Collection entries
= = =
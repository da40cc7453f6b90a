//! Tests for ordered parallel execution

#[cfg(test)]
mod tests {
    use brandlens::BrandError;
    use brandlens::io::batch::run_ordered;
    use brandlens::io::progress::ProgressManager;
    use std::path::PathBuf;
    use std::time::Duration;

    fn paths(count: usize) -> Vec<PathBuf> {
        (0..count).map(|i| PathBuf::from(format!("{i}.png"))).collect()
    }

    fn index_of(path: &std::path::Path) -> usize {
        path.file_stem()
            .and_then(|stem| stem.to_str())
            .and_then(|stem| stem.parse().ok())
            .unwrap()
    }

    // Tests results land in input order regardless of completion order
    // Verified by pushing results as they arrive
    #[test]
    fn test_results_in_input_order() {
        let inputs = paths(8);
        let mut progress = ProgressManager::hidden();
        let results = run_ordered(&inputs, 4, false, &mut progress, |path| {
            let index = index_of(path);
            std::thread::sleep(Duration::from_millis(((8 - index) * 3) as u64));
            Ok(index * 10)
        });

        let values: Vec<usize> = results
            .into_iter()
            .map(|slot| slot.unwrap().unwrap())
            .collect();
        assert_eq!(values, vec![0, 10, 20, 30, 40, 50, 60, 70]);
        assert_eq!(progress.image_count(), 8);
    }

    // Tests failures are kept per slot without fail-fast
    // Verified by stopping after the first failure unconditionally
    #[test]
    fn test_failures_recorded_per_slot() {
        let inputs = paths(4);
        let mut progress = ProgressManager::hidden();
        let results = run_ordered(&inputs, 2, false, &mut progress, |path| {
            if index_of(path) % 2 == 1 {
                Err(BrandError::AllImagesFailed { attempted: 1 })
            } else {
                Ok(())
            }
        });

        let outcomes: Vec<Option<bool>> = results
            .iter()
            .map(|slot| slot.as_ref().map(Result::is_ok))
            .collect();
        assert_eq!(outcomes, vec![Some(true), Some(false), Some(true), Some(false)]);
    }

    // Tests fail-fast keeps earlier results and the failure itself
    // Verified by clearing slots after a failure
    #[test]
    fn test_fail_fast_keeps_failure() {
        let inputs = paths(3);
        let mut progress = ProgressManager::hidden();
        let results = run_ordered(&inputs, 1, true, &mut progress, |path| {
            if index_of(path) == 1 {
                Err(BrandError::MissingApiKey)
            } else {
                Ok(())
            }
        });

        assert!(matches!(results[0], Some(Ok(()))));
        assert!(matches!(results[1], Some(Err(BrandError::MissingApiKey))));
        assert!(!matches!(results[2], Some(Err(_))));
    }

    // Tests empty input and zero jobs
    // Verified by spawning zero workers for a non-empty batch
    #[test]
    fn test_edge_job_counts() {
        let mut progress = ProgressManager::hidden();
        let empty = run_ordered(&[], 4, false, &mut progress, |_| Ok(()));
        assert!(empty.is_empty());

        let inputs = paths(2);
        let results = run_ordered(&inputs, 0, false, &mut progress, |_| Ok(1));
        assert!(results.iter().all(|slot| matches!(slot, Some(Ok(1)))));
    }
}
= = =
▸ **Task instructions**:
Give the data again in full, keeping every line as it was.

▸ **Reply to the task**:
repository da40cc7453f6b90a
//! Tests for ordered parallel execution

#[cfg(test)]
mod tests {
    use brandlens::BrandError;
    use brandlens::io::batch::run_ordered;
    use brandlens::io::progress::ProgressManager;
    use std::path::PathBuf;
    use std::time::Duration;

    fn paths(count: usize) -> Vec<PathBuf> {
        (0..count).map(|i| PathBuf::from(format!("{i}.png"))).collect()
    }

    fn index_of(path: &std::path::Path) -> usize {
        path.file_stem()
            .and_then(|stem| stem.to_str())
            .and_then(|stem| stem.parse().ok())
            .unwrap()
    }

    // Tests results land in input order regardless of completion order
    // Verified by pushing results as they arrive
    #[test]
    fn test_results_in_input_order() {
        let inputs = paths(8);
        let mut progress = ProgressManager::hidden();
        let results = run_ordered(&inputs, 4, false, &mut progress, |path| {
            let index = index_of(path);
            std::thread::sleep(Duration::from_millis(((8 - index) * 3) as u64));
            Ok(index * 10)
        });

        let values: Vec<usize> = results
            .into_iter()
            .map(|slot| slot.unwrap().unwrap())
            .collect();
        assert_eq!(values, vec![0, 10, 20, 30, 40, 50, 60, 70]);
        assert_eq!(progress.image_count(), 8);
    }

    // Tests failures are kept per slot without fail-fast
    // Verified by stopping after the first failure unconditionally
    #[test]
    fn test_failures_recorded_per_slot() {
        let inputs = paths(4);
        let mut progress = ProgressManager::hidden();
        let results = run_ordered(&inputs, 2, false, &mut progress, |path| {
            if index_of(path) % 2 == 1 {
                Err(BrandError::AllImagesFailed { attempted: 1 })
            } else {
                Ok(())
            }
        });

        let outcomes: Vec<Option<bool>> = results
            .iter()
            .map(|slot| slot.as_ref().map(Result::is_ok))
            .collect();
        assert_eq!(outcomes, vec![Some(true), Some(false), Some(true), Some(false)]);
    }

    // Tests fail-fast keeps earlier results and the failure itself
    // Verified by clearing slots after a failure
    #[test]
    fn test_fail_fast_keeps_failure() {
        let inputs = paths(3);
        let mut progress = ProgressManager::hidden();
        let results = run_ordered(&inputs, 1, true, &mut progress, |path| {
            if index_of(path) == 1 {
                Err(BrandError::MissingApiKey)
            } else {
                Ok(())
            }
        });

        assert!(matches!(results[0], Some(Ok(()))));
        assert!(matches!(results[1], Some(Err(BrandError::MissingApiKey))));
        assert!(!matches!(results[2], Some(Err(_))));
    }

    // Tests empty input and zero jobs
    // Verified by spawning zero workers for a non-empty batch
    #[test]
    fn test_edge_job_counts() {
        let mut progress = ProgressManager::hidden();
        let empty = run_ordered(&[], 4, false, &mut progress, |_| Ok(()));
        assert!(empty.is_empty());

        let inputs = paths(2);
        let results = run_ordered(&inputs, 0, false, &mut progress, |_| Ok(1));
        assert!(results.iter().all(|slot| matches!(slot, Some(Ok(1)))));
    }
}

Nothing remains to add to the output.